%%
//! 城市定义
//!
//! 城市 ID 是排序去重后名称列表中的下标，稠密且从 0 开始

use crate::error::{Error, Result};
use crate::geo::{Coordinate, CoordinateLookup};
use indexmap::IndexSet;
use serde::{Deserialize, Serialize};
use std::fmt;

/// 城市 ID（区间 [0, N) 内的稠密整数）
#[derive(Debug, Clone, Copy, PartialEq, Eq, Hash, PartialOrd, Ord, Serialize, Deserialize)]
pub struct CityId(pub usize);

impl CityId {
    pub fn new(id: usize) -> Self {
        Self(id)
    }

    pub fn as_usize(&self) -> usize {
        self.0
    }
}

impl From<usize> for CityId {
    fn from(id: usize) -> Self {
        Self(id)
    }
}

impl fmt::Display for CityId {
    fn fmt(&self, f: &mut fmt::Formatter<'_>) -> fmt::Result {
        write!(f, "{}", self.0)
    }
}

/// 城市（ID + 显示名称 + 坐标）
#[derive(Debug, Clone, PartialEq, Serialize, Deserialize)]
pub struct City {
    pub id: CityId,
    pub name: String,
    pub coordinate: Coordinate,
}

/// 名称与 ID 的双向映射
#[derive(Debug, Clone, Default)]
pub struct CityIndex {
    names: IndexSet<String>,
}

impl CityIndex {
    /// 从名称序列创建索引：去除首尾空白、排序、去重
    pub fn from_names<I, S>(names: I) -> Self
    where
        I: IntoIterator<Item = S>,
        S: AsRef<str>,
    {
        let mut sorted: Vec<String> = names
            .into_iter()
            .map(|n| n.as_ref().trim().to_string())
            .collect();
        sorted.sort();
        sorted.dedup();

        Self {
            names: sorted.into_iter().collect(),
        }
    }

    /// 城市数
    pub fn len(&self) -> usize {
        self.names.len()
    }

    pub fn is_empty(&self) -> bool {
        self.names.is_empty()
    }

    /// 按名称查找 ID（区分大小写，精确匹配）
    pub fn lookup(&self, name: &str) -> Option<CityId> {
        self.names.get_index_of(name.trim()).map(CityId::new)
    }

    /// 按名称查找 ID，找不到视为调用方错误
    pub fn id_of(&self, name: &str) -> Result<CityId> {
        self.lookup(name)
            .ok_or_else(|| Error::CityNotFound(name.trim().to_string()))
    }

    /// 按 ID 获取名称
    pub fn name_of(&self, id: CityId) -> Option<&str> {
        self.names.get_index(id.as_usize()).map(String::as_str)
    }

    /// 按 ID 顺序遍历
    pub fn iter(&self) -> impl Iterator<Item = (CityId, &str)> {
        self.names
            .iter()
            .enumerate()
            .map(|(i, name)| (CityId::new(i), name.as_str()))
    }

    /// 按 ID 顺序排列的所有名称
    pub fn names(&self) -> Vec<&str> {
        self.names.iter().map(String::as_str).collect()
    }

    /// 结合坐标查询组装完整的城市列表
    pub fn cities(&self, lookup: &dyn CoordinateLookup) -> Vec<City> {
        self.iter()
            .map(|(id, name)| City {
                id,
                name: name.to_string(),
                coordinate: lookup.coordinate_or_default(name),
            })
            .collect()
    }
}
%%
%%
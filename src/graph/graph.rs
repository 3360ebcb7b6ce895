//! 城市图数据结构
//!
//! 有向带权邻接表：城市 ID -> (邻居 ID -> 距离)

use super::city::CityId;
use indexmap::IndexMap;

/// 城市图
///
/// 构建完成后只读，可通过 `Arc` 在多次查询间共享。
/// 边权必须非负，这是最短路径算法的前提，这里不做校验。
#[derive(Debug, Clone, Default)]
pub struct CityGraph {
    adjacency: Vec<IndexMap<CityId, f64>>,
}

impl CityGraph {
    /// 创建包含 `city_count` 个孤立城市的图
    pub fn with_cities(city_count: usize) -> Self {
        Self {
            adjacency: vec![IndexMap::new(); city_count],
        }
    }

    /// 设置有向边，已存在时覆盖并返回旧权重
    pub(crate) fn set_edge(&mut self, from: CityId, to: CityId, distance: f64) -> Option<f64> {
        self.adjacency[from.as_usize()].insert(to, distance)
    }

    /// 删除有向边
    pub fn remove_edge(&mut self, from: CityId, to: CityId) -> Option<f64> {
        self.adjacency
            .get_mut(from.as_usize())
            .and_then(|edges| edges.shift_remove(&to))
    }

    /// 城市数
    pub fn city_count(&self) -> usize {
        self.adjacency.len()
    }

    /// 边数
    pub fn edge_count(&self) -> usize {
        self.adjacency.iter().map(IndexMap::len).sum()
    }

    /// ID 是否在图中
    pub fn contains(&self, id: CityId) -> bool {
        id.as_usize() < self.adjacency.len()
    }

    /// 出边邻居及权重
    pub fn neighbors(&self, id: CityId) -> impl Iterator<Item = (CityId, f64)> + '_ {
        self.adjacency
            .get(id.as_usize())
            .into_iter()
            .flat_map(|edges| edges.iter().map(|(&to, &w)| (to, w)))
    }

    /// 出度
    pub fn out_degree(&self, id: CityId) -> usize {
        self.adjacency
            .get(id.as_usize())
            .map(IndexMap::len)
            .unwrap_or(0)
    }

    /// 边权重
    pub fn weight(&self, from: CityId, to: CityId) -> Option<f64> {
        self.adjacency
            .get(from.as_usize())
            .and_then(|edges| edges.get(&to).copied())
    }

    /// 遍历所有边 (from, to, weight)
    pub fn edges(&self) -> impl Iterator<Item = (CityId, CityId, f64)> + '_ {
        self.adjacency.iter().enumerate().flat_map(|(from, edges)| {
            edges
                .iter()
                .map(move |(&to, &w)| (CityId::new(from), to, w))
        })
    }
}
%%
Problem to work on — The required answer is the run of lines above, starting at the line with "pub(crate) fn set_edge(&mut" and ending at the line with "pub fn edge_count(&self)", reproduced exactly with both ends.

Exercise answer —
    pub(crate) fn set_edge(&mut self, from: CityId, to: CityId, distance: f64) -> Option<f64> {
        self.adjacency[from.as_usize()].insert(to, distance)
    }

    /// 删除有向边
    pub fn remove_edge(&mut self, from: CityId, to: CityId) -> Option<f64> {
        self.adjacency
            .get_mut(from.as_usize())
            .and_then(|edges| edges.shift_remove(&to))
    }

    /// 城市数
    pub fn city_count(&self) -> usize {
        self.adjacency.len()
    }

    /// 边数
    pub fn edge_count(&self) -> usize {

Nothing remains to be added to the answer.